重要なことに、IDO1染色の証拠は、Ido1-/-宿主において確立された4T1転移において観察されず(図4A)、IDO1に対する抗体の特異度、並びにWT Ido1対立遺伝子の保持にもかかわらず、この設定において移植された4T1腫瘍細胞によるIDO1発現の欠如の両方を確認した。
一方、IDO1+細胞はGcn2-/-宿主において確立された4T1転移において観察されたが、これらの腫瘍において観察された新生血管形成(neovascularization)の有意な減少にもかかわらず(図4A)、再度、IDO1の下流で作用するGCN2と一致した。
IDO1についての4T1肺転移の染色はOIR網膜と同様に、IDO1+細胞が、WT宿主において確立された4T1転移における血管と関連することを明らかにした(図4A) 。
重要なことに、IDO1染色の証拠は、Ido1-/-宿主において確立された4T1転移において観察されず(図4A)、IDO1に対する抗体の特異度、並びにWT Ido1対立遺伝子の保持にもかかわらず、この設定において移植された4T1腫瘍細胞によるIDO1発現の欠如の両方を確認した。

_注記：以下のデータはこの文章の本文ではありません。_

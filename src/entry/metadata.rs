//! Document-level metadata, persisted once at the document root.
use std::collections::BTreeMap;

use chrono::{DateTime, Utc};
use serde::{Deserialize, Serialize};

use super::history::{now, Changes};

/// User (or pipeline) actions logged at document level.
#[derive(Debug, Clone, Copy, PartialEq, Eq, Serialize, Deserialize)]
#[serde(rename_all = "snake_case")]
pub enum ActionKind {
    Create,
    Hide,
    Unhide,
    DisambiguationSelect,
    MergeSynonyms,
}

#[derive(Debug, Clone, PartialEq, Serialize, Deserialize)]
pub struct ActionRecord {
    pub action: ActionKind,
    #[serde(default, skip_serializing_if = "Option::is_none")]
    pub entry_id: Option<String>,
    pub timestamp: DateTime<Utc>,
    #[serde(default, skip_serializing_if = "BTreeMap::is_empty")]
    pub details: Changes,
}

/// Summary of the last batch run.
#[derive(Debug, Clone, PartialEq, Serialize, Deserialize)]
pub struct Session {
    pub timestamp: DateTime<Utc>,
    pub entries_processed: usize,
    #[serde(default, skip_serializing_if = "Option::is_none")]
    pub last_entry_id: Option<String>,
}

#[derive(Debug, Clone, PartialEq, Serialize, Deserialize)]
pub struct Metadata {
    pub title: String,
    pub global_version: u64,
    pub created: DateTime<Utc>,
    pub last_edited: DateTime<Utc>,
    #[serde(default, skip_serializing_if = "Option::is_none")]
    pub last_session: Option<Session>,
    #[serde(default)]
    pub feature_counts: BTreeMap<String, usize>,
    #[serde(default)]
    pub actions: Vec<ActionRecord>,
}

impl Metadata {
    pub fn new(title: impl Into<String>) -> Self {
        let created = now();
        Self {
            title: title.into(),
            global_version: 1,
            created,
            last_edited: created,
            last_session: None,
            feature_counts: BTreeMap::new(),
            actions: Vec::new(),
        }
    }

    /// Bump the global version and the edit timestamp.
    pub fn touch(&mut self) {
        self.global_version += 1;
        self.last_edited = now();
    }

    pub fn log_action(&mut self, action: ActionKind, entry_id: Option<&str>, details: Changes) {
        self.actions.push(ActionRecord {
            action,
            entry_id: entry_id.map(str::to_string),
            timestamp: now(),
            details,
        });
    }
}

impl Default for Metadata {
    fn default() -> Self {
        Self::new("Encyclopedia")
    }
}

一方、IDO1+細胞はGcn2-/-宿主において確立された4T1転移において観察されたが、これらの腫瘍において観察された新生血管形成(neovascularization)の有意な減少にもかかわらず(図4A)、再度、IDO1の下流で作用するGCN2と一致した。
【0126】
IDO1陽性細胞は、OIR及び4T1肺転移モデルの両方において新生血管形成(neovascularization)の領域と密接に関連していたが、IDO1の染色は、血管を同定するために使用された内皮細胞マーカーの染色と直接重複しないようであった。
代わりに、WTから得られたがIdo1-/-宿主からは得られなかった4T1転移性病変において検出されたIDO1染色は、共通白血球マーカーCD45を発現する細胞のサブセットと重複した(図4B)。
対照的に、原発性4T1腫瘍又はWTマウス由来の対応する脾臓に存在するCD45+細胞において、IDO1発現は検出されなかった(図4B)。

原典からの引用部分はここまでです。